Description of the task
After finding the line with "was_correct INTEGER NOT" in the data below, set down exactly each line through the one with "CREATE INDEX IF NOT EXISTS idx_cards_unit", inclusive, and stop there.

======

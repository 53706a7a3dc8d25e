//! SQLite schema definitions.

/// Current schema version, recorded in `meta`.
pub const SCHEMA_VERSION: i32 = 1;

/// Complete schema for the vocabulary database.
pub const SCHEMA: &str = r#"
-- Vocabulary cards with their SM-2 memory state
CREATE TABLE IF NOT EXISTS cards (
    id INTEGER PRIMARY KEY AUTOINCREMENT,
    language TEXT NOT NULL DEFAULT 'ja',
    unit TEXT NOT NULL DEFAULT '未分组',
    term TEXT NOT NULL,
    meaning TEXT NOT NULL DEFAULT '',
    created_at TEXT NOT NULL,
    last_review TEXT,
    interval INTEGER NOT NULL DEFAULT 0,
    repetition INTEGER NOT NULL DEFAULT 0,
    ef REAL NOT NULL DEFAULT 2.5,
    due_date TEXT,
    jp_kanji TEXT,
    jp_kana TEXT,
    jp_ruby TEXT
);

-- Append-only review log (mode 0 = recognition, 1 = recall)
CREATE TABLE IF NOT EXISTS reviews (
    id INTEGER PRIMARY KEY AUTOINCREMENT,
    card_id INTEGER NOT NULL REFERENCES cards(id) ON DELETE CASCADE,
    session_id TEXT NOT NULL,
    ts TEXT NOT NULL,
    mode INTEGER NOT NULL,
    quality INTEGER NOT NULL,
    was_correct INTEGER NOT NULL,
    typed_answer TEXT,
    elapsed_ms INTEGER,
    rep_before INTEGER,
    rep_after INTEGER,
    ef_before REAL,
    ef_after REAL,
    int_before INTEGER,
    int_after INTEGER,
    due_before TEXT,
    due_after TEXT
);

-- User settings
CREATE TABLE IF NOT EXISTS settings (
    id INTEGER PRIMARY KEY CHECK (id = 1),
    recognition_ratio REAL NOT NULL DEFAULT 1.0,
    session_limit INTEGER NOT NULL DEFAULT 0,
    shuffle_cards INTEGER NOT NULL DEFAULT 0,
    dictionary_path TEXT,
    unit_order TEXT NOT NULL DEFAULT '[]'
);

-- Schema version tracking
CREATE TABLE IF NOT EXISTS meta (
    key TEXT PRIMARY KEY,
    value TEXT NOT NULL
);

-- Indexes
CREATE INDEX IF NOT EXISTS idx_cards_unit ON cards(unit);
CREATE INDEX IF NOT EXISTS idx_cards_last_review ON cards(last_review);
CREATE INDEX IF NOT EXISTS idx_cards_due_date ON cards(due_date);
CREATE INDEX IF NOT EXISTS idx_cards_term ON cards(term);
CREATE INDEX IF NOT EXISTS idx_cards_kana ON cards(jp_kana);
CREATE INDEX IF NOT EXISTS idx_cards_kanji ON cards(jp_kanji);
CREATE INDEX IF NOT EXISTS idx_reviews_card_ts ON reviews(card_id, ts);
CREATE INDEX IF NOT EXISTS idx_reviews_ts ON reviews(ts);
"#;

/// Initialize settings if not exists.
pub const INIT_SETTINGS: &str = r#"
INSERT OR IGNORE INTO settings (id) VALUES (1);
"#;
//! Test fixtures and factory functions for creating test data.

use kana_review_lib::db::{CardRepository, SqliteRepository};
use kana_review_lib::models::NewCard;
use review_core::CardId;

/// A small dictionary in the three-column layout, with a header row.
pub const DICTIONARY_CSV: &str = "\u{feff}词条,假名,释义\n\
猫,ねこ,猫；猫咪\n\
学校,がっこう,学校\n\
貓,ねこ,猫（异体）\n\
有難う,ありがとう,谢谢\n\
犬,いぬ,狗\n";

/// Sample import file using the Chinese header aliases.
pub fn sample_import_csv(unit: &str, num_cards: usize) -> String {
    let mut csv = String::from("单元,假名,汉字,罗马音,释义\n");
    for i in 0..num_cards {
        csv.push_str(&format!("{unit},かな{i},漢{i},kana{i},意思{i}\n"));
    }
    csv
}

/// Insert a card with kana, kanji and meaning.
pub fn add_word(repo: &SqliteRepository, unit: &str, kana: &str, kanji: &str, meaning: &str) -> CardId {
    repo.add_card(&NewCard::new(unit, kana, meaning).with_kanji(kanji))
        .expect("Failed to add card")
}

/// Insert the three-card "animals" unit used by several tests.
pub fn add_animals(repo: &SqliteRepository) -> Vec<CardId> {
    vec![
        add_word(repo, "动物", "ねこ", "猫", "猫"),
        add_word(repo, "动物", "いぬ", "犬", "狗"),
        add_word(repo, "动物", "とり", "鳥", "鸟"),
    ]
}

======

Written response
    was_correct INTEGER NOT NULL,
    typed_answer TEXT,
    elapsed_ms INTEGER,
    rep_before INTEGER,
    rep_after INTEGER,
    ef_before REAL,
    ef_after REAL,
    int_before INTEGER,
    int_after INTEGER,
    due_before TEXT,
    due_after TEXT
);

-- User settings
CREATE TABLE IF NOT EXISTS settings (
    id INTEGER PRIMARY KEY CHECK (id = 1),
    recognition_ratio REAL NOT NULL DEFAULT 1.0,
    session_limit INTEGER NOT NULL DEFAULT 0,
    shuffle_cards INTEGER NOT NULL DEFAULT 0,
    dictionary_path TEXT,
    unit_order TEXT NOT NULL DEFAULT '[]'
);

-- Schema version tracking
CREATE TABLE IF NOT EXISTS meta (
    key TEXT PRIMARY KEY,
    value TEXT NOT NULL
);

-- Indexes
CREATE INDEX IF NOT EXISTS idx_cards_unit ON cards(unit);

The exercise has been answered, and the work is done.